Though I disliked the Record Bar for this performance, I still enjoyed listening to Goss. He was undeniably a sweetheart. He told little stories in between songs. He seemed very real and humble. He even admitted to writing a song while watching The Jerry Springer Show. He’s just keeping it real.
Lawrence Queer Music Showcase on May 21.
Get ready, Lawrence. You are about to receive a treat. Bands from Kansas City and Lawrence are teaming up with New York’s The Shondes for an amazing night of live music May 21 at The Bottleneck, 737 New Hampshire. General admission is a very affordable $7, and those with any kind of student ID get in for $5. The show is all ages. Doors open at 6 p.m., and the music starts at 7 p.m.
Each of the bands has a different musical style. The glue that holds them all together for this show is their general identification with and support for the queer community. The musicians featured are either fierce allies, supporters, or identify themselves with the LGBTQ community. Joining The Shondes will be three Kansas City bands — Wick & the Tricks, Blondie Brunetti and Amy Farrand – as well as Lawrence’s own Grenadina. This show is one not to miss. The Facebook event page (www.facebook.com/events/336853356352370) even says that nobody will be turned away for lack of funds. How can you resist?
(Tom Goss Music)
Goss’ singing style reminds me quite a bit of James Blunt, and I consider that a good thing. Where Blunt’s love songs are about women, Goss sings about men. His songs are emotional and sweet, and his lyrics are truthful and narrative. Goss is a natural storyteller, and he’s truly a lover, so it is not surprising that most of his songs are about love. Goss used to be a Catholic seminarian, and although he does use some religious allusions, he is definitely not preaching. Fans of acoustic and piano should definitely give Goss a listen. My favorites are “Sure Enough,” and “I Do.”
Within the first minute of listening to this album, I knew I was going to enjoy Neon Trees. It’s strangely soulful for alternative rock, with some clear rock vocals that have just a slight pop edge to them. It’s low and sultry when necessary, and loud and crisp at perfect times. The vocals have just a touch of “Justin Timberlake meets Michael Jackson” to them. They are energizing, but not in the bouncy, repetitive way. It’s more layered than that. There is some talented guitar work, and the track “Close to You” even surprised me with some random saxophone action. This band kept my attention throughout the CD. If the Vampire Weekend had a rock baby with The Strokes and The Killers you would get Neon Trees. Trying to understand an artist’s songwriting process is tough and mostly useless, but kudos for the end result. I can’t say enough good things about Neon Trees. I also can’t pick a favorite track, so listen to all of them.

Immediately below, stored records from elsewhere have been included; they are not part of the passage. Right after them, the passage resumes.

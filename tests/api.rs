//! HTTP API integration tests
//!
//! Each test spins up a full router over an in-memory SQLite database
//! and drives it through `axum_test::TestServer`.

use axum::http::header::{HeaderName, HeaderValue};
use axum_test::TestServer;
use serde_json::{json, Value};
use std::sync::Arc;

use blogd::api::{build_router, AppState};
use blogd::db::repositories::{SqlxMessageRepository, SqlxPostRepository};
use blogd::db::{create_test_pool, migrations};
use blogd::services::{AccessGate, ContactService, PostService, RateLimiter};

const ADMIN_TOKEN: &str = "true";
const ACCESS_CODE: &str = "070605";

async fn test_server() -> TestServer {
    let pool = create_test_pool().await.expect("Failed to create test pool");
    migrations::run_migrations(&pool)
        .await
        .expect("Migrations failed");

    let state = AppState {
        pool: pool.clone(),
        post_service: Arc::new(PostService::new(SqlxPostRepository::boxed(pool.clone()))),
        contact_service: Arc::new(ContactService::new(SqlxMessageRepository::boxed(pool))),
        access_gate: Arc::new(AccessGate::new(ACCESS_CODE, 5, 15)),
        contact_limiter: Arc::new(RateLimiter::new(3600, 5)),
        admin_token: Arc::from(ADMIN_TOKEN),
    };

    let app = build_router(state, "http://localhost:3000").expect("Failed to build router");
    TestServer::new(app).expect("Failed to start test server")
}

fn admin_header() -> (HeaderName, HeaderValue) {
    (
        HeaderName::from_static("x-admin-token"),
        HeaderValue::from_static(ADMIN_TOKEN),
    )
}

fn sample_post(title: &str) -> Value {
    json!({
        "title": title,
        "excerpt": "A short excerpt for the post.",
        "content": "Full content of the post, long enough to be real.",
        "tags": ["rust", "web"],
    })
}

fn valid_contact() -> Value {
    json!({
        "name": "Jane Doe",
        "email": "jane@example.com",
        "message": "Hello, I would like to get in touch about your work.",
    })
}

#[tokio::test]
async fn health_reports_ok() {
    let server = test_server().await;

    let response = server.get("/api/health").await;
    assert_eq!(response.status_code(), 200);

    let body: Value = response.json();
    assert_eq!(body["status"], "ok");
}

#[tokio::test]
async fn list_posts_starts_empty() {
    let server = test_server().await;

    let response = server.get("/api/blog").await;
    assert_eq!(response.status_code(), 200);

    let body: Value = response.json();
    assert_eq!(body["posts"].as_array().unwrap().len(), 0);
    assert_eq!(body["total"], 0);
    assert_eq!(body["has_more"], false);
}

#[tokio::test]
async fn post_mutations_require_admin_token() {
    let server = test_server().await;

    let response = server.post("/api/blog").json(&sample_post("No Token")).await;
    assert_eq!(response.status_code(), 401);

    let response = server
        .post("/api/blog")
        .add_header(
            HeaderName::from_static("x-admin-token"),
            HeaderValue::from_static("wrong"),
        )
        .json(&sample_post("Bad Token"))
        .await;
    assert_eq!(response.status_code(), 401);

    let body: Value = response.json();
    assert_eq!(body["error"]["code"], "UNAUTHORIZED");
}

#[tokio::test]
async fn create_and_fetch_post() {
    let server = test_server().await;
    let (name, value) = admin_header();

    let response = server
        .post("/api/blog")
        .add_header(name, value)
        .json(&sample_post("Hello, World!"))
        .await;
    assert_eq!(response.status_code(), 201);

    let body: Value = response.json();
    assert_eq!(body["post"]["slug"], "hello-world");
    assert_eq!(body["post"]["author"]["name"], "Admin");
    assert_eq!(body["post"]["published"], true);
    assert_eq!(body["message"], "Post created successfully");

    let response = server.get("/api/blog/slug/hello-world").await;
    assert_eq!(response.status_code(), 200);
    let post: Value = response.json();
    assert_eq!(post["title"], "Hello, World!");
}

#[tokio::test]
async fn drafts_hidden_from_public_but_visible_to_admin() {
    let server = test_server().await;
    let (name, value) = admin_header();

    let mut draft = sample_post("Secret Draft");
    draft["published"] = json!(false);

    let response = server
        .post("/api/blog")
        .add_header(name.clone(), value.clone())
        .json(&draft)
        .await;
    assert_eq!(response.status_code(), 201);
    let body: Value = response.json();
    let id = body["post"]["id"].as_str().unwrap().to_string();

    // Public slug lookup cannot see it
    let response = server.get("/api/blog/slug/secret-draft").await;
    assert_eq!(response.status_code(), 404);

    // Public listing skips it
    let response = server.get("/api/blog").await;
    let listing: Value = response.json();
    assert_eq!(listing["total"], 0);

    // Admin by-ID read still works
    let response = server
        .get(&format!("/api/blog/{id}"))
        .add_header(name, value)
        .await;
    assert_eq!(response.status_code(), 200);
}

#[tokio::test]
async fn duplicate_slug_rejected() {
    let server = test_server().await;
    let (name, value) = admin_header();

    let response = server
        .post("/api/blog")
        .add_header(name.clone(), value.clone())
        .json(&sample_post("Same Title"))
        .await;
    assert_eq!(response.status_code(), 201);

    let response = server
        .post("/api/blog")
        .add_header(name, value)
        .json(&sample_post("Same Title"))
        .await;
    assert_eq!(response.status_code(), 400);

    let body: Value = response.json();
    assert_eq!(body["error"]["code"], "DUPLICATE_SLUG");
    assert_eq!(body["error"]["details"]["value"], "same-title");
}

#[tokio::test]
async fn update_and_delete_post() {
    let server = test_server().await;
    let (name, value) = admin_header();

    let response = server
        .post("/api/blog")
        .add_header(name.clone(), value.clone())
        .json(&sample_post("Original"))
        .await;
    let body: Value = response.json();
    let id = body["post"]["id"].as_str().unwrap().to_string();

    let response = server
        .put(&format!("/api/blog/{id}"))
        .add_header(name.clone(), value.clone())
        .json(&json!({"title": "Renamed"}))
        .await;
    assert_eq!(response.status_code(), 200);
    let body: Value = response.json();
    assert_eq!(body["post"]["title"], "Renamed");
    // Slug stays put on a title-only update
    assert_eq!(body["post"]["slug"], "original");

    let response = server
        .delete(&format!("/api/blog/{id}"))
        .add_header(name.clone(), value.clone())
        .await;
    assert_eq!(response.status_code(), 200);

    let response = server
        .delete(&format!("/api/blog/{id}"))
        .add_header(name, value)
        .await;
    assert_eq!(response.status_code(), 404);
}

#[tokio::test]
async fn list_filters_by_tag() {
    let server = test_server().await;
    let (name, value) = admin_header();

    let mut tagged = sample_post("Rust Post");
    tagged["tags"] = json!(["rust"]);
    server
        .post("/api/blog")
        .add_header(name.clone(), value.clone())
        .json(&tagged)
        .await;

    let mut other = sample_post("Design Post");
    other["tags"] = json!(["design"]);
    server
        .post("/api/blog")
        .add_header(name, value)
        .json(&other)
        .await;

    let response = server.get("/api/blog?tag=rust").await;
    let body: Value = response.json();
    assert_eq!(body["total"], 1);
    assert_eq!(body["posts"][0]["title"], "Rust Post");
}

#[tokio::test]
async fn list_extreme_page_returns_empty() {
    let server = test_server().await;
    let (name, value) = admin_header();

    server
        .post("/api/blog")
        .add_header(name, value)
        .json(&sample_post("Only Post"))
        .await;

    let response = server.get("/api/blog?page=4294967295").await;
    assert_eq!(response.status_code(), 200);

    let body: Value = response.json();
    assert_eq!(body["posts"].as_array().unwrap().len(), 0);
    assert_eq!(body["total"], 1);
    assert_eq!(body["has_more"], false);
}

#[tokio::test]
async fn contact_validation_reports_all_fields() {
    let server = test_server().await;

    let response = server
        .post("/api/contact")
        .json(&json!({"name": "J", "email": "nope", "message": "short"}))
        .await;
    assert_eq!(response.status_code(), 400);

    let body: Value = response.json();
    assert_eq!(body["error"]["code"], "VALIDATION_ERROR");
    assert_eq!(body["error"]["details"]["errors"].as_array().unwrap().len(), 3);
}

#[tokio::test]
async fn contact_submission_accepted_then_rate_limited() {
    let server = test_server().await;

    for _ in 0..5 {
        let response = server.post("/api/contact").json(&valid_contact()).await;
        assert_eq!(response.status_code(), 201);
        let body: Value = response.json();
        assert_eq!(body["message"], "Message sent successfully");
    }

    let response = server.post("/api/contact").json(&valid_contact()).await;
    assert_eq!(response.status_code(), 429);
    let body: Value = response.json();
    assert_eq!(body["error"]["code"], "RATE_LIMITED");
}

#[tokio::test]
async fn admin_inbox_lists_messages() {
    let server = test_server().await;
    let (name, value) = admin_header();

    server.post("/api/contact").json(&valid_contact()).await;

    // No token, no inbox
    let response = server.get("/api/messages").await;
    assert_eq!(response.status_code(), 401);

    let response = server.get("/api/messages").add_header(name, value).await;
    assert_eq!(response.status_code(), 200);
    let inbox: Value = response.json();
    assert_eq!(inbox.as_array().unwrap().len(), 1);
    assert_eq!(inbox[0]["email"], "jane@example.com");
}

#[tokio::test]
async fn verify_access_code_flow() {
    let server = test_server().await;

    // Missing code rejected without touching the attempt counter
    let response = server.post("/api/auth/verify").json(&json!({})).await;
    assert_eq!(response.status_code(), 400);

    let response = server
        .post("/api/auth/verify")
        .json(&json!({"code": "000000"}))
        .await;
    assert_eq!(response.status_code(), 401);
    let body: Value = response.json();
    assert_eq!(body["remaining_attempts"], 4);

    let response = server
        .post("/api/auth/verify")
        .json(&json!({"code": ACCESS_CODE}))
        .await;
    assert_eq!(response.status_code(), 200);
    let body: Value = response.json();
    assert_eq!(body["message"], "Access granted");
}

#[tokio::test]
async fn verify_access_locks_out_after_failures() {
    let server = test_server().await;

    for _ in 0..4 {
        let response = server
            .post("/api/auth/verify")
            .json(&json!({"code": "wrong"}))
            .await;
        assert_eq!(response.status_code(), 401);
    }

    let response = server
        .post("/api/auth/verify")
        .json(&json!({"code": "wrong"}))
        .await;
    assert_eq!(response.status_code(), 429);
    let body: Value = response.json();
    assert_eq!(body["locked"], true);
    assert!(body["retry_after_secs"].as_i64().unwrap() > 0);

    // Correct code no longer helps while locked
    let response = server
        .post("/api/auth/verify")
        .json(&json!({"code": ACCESS_CODE}))
        .await;
    assert_eq!(response.status_code(), 429);
}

Put Your Graffiti on Me: The Remixes
Kat Graham is best known for her role as Bonnie Bennett in the popular show The Vampire Diaries. She is a known supporter of LGBT rights and is making her move to music. Having seen on her on TV, I was incredibly surprised when I found out this was her. Graham’s voice reminds me a bit of Christina Aguilera crossed with Gloria Estefan. Her first single, “Put Your Graffiti on Me,” is very catchy, danceable, sexy and definitely belongs in a DJ’s arsenal. Although the original is unique on its own, there are plenty of remixes available, too. The best are the “Richard Dinsdale Remix” and “Digital Dog Remix.”
Time to Go: Single/Remixes
Kwanza Jones should keep doing what she’s doing. Last year, she had the hit “Think Again” and she is following that up with “Time To Go” from her anticipated album Super Charged. So far, so good. It’s pure club and dance music. Catchy, and it has the full possibility of being a dance anthem. I definitely want to check out the full album when it comes out. My favorite remixes are the “Mixin Marc & Tony Svejda Edit” and the “Cliffhanger vs. Modulation Remix.”